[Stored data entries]
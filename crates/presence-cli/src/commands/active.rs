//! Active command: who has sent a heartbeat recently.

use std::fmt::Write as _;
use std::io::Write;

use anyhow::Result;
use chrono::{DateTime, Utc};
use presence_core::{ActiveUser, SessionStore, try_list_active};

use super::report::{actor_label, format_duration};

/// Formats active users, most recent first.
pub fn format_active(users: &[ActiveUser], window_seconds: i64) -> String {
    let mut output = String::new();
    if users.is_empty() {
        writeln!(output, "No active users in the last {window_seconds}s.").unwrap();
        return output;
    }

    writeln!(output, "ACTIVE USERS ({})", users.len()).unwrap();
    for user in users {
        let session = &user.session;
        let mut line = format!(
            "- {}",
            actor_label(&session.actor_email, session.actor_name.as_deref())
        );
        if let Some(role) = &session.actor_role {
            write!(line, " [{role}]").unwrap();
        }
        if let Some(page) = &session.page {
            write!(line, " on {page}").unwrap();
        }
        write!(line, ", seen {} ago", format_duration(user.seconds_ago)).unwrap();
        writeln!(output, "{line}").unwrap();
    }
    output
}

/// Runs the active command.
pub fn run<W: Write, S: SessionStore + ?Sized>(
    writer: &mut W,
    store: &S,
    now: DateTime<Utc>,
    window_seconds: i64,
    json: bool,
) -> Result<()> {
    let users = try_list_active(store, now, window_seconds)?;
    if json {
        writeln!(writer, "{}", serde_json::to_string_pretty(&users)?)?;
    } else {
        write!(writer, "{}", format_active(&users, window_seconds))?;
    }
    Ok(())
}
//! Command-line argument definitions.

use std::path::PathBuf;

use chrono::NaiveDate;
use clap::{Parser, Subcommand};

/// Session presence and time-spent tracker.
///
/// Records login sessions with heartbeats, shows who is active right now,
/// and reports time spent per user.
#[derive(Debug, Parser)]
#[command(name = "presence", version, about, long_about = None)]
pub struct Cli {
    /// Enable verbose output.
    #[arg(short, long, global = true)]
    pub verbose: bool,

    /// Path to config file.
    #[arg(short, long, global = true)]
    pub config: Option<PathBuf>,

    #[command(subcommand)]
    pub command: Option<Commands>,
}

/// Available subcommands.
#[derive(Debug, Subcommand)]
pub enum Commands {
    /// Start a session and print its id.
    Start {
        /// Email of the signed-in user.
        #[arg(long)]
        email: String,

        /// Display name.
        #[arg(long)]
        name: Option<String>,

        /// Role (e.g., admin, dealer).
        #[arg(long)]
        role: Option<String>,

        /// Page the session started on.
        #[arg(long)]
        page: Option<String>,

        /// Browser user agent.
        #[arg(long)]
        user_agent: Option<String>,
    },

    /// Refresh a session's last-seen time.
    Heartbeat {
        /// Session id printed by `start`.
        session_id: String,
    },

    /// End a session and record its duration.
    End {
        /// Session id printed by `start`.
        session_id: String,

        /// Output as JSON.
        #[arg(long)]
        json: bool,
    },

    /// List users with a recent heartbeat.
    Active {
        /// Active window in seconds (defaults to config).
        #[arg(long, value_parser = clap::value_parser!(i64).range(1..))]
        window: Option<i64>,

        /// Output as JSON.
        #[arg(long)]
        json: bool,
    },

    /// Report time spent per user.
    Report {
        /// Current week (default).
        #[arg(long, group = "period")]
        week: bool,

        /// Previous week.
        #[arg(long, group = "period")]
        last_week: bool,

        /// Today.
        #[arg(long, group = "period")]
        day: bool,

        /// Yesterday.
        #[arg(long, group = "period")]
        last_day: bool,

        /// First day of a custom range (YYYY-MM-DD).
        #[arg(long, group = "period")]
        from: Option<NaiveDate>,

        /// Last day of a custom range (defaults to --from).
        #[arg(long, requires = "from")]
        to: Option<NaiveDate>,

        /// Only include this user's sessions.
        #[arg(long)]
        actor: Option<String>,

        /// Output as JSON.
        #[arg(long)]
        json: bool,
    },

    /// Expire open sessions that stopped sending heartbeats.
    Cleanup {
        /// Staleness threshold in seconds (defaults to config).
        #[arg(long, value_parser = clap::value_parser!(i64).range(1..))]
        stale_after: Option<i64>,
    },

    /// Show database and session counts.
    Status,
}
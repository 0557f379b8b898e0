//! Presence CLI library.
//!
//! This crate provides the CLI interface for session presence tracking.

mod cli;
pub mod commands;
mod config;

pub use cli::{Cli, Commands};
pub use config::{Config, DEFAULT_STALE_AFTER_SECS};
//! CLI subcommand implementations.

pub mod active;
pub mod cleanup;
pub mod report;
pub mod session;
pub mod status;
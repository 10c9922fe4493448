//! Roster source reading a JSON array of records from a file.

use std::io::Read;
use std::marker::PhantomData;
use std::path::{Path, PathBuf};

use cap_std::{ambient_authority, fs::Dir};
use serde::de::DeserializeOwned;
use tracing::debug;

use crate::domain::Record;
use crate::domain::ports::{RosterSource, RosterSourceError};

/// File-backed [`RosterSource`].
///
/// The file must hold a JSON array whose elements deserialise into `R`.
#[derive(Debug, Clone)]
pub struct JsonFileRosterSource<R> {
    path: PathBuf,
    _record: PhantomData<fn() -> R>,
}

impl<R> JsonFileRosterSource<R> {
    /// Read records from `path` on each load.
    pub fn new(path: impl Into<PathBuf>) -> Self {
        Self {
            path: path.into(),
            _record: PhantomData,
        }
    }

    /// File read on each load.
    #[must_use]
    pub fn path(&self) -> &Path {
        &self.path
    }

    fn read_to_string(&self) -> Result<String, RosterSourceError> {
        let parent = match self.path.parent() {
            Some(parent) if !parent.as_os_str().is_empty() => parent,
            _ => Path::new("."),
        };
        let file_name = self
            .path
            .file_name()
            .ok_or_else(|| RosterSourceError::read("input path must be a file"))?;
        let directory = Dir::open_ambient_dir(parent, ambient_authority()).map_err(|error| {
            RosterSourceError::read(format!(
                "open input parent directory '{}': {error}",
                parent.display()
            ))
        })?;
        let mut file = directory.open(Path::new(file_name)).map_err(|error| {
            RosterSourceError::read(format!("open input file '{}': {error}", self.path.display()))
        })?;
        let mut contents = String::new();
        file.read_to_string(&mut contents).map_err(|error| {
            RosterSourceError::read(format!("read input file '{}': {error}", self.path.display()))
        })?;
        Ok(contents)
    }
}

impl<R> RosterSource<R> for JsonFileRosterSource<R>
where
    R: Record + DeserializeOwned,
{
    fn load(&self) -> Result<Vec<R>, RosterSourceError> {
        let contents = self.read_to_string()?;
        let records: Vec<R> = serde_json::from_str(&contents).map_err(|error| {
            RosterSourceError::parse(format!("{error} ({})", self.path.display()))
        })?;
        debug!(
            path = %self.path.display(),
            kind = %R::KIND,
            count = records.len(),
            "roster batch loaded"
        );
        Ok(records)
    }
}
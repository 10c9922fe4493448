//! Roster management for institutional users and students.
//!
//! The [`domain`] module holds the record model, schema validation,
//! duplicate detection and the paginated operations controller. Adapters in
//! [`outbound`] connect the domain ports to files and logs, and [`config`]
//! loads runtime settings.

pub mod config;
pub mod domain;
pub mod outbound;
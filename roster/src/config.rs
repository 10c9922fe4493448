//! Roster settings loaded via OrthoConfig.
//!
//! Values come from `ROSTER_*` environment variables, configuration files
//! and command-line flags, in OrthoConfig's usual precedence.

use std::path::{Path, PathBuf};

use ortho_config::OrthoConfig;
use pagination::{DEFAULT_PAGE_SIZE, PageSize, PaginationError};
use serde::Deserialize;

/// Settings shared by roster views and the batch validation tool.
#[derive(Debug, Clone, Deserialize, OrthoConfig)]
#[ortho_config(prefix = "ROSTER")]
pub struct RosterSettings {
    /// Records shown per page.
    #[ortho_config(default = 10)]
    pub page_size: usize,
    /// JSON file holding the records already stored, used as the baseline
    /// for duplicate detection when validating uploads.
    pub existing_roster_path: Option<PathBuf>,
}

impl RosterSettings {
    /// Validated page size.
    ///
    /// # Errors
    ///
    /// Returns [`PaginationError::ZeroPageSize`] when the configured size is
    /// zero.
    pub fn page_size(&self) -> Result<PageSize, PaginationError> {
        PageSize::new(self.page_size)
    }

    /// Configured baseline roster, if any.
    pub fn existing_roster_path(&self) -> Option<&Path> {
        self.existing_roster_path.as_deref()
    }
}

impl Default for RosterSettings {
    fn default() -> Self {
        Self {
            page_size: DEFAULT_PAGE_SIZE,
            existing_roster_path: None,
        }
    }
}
---
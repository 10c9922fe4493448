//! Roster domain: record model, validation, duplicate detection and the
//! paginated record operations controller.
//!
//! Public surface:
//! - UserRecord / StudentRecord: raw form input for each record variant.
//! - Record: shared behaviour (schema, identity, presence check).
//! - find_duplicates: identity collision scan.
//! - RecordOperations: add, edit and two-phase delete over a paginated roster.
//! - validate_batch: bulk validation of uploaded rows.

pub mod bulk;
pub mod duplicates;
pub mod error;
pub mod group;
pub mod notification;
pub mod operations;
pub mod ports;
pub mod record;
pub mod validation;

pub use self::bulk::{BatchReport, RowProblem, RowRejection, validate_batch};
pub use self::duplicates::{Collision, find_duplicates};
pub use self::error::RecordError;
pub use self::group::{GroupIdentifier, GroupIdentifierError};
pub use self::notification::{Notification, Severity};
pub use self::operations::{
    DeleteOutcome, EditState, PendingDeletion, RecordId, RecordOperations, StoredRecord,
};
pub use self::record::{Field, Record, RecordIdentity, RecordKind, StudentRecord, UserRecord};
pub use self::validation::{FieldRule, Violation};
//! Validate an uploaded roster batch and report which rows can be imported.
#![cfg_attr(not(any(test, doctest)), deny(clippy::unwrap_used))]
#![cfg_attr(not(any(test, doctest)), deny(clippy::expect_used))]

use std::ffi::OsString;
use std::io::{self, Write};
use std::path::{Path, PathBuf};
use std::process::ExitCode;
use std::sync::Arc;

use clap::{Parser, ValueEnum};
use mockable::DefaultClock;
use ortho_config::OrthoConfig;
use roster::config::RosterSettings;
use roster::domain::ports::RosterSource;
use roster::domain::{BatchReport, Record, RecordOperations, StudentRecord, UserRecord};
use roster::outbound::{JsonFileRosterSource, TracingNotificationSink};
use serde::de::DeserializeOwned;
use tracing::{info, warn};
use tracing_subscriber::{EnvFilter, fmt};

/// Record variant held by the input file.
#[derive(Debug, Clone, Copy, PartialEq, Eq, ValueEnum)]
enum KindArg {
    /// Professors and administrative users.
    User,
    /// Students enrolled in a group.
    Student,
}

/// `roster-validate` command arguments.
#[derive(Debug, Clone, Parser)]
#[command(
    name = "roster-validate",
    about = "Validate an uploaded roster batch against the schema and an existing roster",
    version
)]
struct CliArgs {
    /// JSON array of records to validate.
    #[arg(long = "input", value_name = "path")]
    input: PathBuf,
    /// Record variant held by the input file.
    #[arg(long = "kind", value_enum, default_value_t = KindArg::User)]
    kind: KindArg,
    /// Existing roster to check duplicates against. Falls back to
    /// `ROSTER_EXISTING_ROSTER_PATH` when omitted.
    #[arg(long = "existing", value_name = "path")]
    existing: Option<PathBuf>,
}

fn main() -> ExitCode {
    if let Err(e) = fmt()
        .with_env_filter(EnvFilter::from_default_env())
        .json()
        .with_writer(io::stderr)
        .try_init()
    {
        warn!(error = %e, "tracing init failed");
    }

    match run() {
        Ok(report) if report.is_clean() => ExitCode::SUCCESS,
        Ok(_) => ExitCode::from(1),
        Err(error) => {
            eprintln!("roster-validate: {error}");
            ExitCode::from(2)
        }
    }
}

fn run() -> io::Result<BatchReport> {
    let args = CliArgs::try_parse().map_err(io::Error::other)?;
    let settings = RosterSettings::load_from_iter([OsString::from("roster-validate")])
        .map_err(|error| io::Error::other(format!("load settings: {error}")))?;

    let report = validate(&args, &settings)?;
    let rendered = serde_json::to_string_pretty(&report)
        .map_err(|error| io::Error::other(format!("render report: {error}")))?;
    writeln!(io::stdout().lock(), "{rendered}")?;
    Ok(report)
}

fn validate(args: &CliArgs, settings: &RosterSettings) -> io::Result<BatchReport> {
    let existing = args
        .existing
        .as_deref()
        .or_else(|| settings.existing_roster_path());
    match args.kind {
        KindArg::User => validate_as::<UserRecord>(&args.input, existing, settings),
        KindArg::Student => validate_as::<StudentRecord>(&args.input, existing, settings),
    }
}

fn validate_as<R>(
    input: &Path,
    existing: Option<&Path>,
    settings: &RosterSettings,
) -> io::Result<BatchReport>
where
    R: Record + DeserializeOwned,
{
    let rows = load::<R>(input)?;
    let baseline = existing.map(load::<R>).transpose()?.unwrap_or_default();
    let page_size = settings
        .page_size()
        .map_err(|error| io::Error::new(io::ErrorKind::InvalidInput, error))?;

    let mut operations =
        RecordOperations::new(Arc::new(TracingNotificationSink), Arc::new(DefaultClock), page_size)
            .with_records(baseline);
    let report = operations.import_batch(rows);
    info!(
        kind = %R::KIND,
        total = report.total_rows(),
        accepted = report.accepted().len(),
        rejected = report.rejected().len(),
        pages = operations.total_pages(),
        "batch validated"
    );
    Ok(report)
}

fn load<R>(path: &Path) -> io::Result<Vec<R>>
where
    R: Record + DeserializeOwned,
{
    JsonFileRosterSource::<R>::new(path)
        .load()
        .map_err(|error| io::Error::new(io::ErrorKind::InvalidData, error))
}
---
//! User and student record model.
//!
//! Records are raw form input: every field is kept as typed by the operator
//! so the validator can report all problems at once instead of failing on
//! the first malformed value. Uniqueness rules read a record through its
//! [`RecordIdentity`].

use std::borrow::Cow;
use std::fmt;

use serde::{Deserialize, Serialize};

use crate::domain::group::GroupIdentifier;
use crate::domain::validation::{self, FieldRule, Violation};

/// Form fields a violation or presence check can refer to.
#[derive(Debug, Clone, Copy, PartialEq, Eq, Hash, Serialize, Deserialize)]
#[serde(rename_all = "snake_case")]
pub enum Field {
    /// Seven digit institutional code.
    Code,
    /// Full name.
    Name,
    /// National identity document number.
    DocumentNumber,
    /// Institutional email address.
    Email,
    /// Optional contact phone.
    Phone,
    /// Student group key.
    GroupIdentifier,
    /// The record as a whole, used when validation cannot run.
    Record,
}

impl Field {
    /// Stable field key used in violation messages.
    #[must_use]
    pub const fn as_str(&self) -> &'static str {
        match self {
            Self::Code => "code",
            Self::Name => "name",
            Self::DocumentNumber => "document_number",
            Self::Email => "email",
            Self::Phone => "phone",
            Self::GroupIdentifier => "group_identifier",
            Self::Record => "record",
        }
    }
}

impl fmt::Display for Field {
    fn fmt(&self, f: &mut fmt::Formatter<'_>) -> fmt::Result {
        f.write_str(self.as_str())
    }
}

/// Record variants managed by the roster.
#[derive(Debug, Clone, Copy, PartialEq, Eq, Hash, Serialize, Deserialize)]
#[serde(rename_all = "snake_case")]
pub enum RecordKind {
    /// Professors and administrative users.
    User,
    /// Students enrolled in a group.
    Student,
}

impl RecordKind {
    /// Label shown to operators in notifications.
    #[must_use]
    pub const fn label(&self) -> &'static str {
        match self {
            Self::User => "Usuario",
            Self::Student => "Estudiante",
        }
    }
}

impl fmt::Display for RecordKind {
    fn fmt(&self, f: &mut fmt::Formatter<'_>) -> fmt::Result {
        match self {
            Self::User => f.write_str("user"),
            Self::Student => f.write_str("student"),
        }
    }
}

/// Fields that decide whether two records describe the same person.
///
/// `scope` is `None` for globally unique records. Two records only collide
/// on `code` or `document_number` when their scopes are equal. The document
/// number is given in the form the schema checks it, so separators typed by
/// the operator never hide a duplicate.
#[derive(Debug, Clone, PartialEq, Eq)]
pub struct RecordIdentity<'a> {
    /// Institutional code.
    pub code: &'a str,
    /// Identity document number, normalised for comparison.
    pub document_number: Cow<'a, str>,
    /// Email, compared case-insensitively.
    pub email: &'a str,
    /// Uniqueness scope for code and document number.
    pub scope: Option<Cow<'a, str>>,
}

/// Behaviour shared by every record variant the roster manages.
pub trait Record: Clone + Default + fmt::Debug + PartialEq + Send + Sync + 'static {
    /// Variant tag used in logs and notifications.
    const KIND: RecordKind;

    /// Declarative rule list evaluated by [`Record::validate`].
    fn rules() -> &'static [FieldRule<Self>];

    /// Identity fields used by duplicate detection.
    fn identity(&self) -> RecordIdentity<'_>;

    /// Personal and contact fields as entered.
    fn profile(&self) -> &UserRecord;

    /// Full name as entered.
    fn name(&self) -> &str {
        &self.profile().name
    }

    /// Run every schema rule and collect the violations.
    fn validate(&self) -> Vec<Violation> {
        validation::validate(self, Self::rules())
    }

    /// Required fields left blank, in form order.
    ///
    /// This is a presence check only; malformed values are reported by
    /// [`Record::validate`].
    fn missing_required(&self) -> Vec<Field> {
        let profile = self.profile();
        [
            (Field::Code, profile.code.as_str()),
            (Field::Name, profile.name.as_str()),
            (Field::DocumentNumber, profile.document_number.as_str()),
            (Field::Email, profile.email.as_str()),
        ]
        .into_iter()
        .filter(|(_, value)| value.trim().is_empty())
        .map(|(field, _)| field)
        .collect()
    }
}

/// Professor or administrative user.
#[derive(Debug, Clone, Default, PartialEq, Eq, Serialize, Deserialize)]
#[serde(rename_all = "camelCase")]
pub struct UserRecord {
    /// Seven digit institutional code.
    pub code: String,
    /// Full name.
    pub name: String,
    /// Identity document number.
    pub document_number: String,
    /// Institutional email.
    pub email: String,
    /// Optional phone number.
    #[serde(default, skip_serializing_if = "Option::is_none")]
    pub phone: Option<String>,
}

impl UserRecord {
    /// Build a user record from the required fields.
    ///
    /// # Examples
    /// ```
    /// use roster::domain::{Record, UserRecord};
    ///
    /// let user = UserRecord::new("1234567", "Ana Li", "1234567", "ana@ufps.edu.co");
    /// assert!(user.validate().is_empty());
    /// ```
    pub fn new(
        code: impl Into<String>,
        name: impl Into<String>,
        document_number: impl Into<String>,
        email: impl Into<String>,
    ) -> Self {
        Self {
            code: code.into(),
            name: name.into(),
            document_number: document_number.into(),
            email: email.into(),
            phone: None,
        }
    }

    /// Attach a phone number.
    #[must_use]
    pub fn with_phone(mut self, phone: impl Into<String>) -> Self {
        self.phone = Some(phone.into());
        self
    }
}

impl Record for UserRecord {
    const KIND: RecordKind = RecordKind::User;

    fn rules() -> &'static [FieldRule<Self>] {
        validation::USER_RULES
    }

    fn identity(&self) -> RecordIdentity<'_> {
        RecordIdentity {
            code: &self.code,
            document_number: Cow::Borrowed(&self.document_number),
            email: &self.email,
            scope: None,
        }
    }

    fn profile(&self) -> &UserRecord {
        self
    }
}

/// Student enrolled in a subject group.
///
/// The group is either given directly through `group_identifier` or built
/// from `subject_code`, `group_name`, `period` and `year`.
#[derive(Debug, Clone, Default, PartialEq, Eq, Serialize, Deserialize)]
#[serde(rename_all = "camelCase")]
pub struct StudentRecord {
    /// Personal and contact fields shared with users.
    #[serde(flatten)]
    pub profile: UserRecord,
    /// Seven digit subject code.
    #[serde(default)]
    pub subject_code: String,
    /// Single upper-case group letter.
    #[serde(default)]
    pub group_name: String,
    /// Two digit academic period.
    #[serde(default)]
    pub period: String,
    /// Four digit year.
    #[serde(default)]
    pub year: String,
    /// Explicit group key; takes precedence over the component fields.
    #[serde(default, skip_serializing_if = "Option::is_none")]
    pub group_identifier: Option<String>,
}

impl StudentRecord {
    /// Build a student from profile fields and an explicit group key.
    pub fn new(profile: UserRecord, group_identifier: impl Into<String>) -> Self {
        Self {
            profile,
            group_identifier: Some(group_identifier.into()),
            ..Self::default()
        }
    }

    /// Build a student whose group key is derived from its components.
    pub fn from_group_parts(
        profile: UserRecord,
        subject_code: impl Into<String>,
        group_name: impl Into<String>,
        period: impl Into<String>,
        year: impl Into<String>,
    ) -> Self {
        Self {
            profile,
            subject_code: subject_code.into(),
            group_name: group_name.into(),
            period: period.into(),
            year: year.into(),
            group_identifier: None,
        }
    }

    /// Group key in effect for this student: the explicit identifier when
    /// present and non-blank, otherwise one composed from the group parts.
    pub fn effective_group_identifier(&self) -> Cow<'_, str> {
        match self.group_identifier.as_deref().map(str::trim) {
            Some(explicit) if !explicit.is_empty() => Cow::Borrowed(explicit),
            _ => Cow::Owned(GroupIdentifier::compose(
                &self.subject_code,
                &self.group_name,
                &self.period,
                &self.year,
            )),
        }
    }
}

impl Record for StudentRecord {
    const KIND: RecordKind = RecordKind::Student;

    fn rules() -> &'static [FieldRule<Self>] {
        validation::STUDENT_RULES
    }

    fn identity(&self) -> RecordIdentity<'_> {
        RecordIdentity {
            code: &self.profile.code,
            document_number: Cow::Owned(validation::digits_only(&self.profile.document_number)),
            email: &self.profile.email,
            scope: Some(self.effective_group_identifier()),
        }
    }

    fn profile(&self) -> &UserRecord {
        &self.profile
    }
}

Task to complete: Lines containing the string "filename" are the ones to copy from the entries above.

Problem solution:
filename crates/presence-cli/src/commands/active.rs
filename roster/src/config.rs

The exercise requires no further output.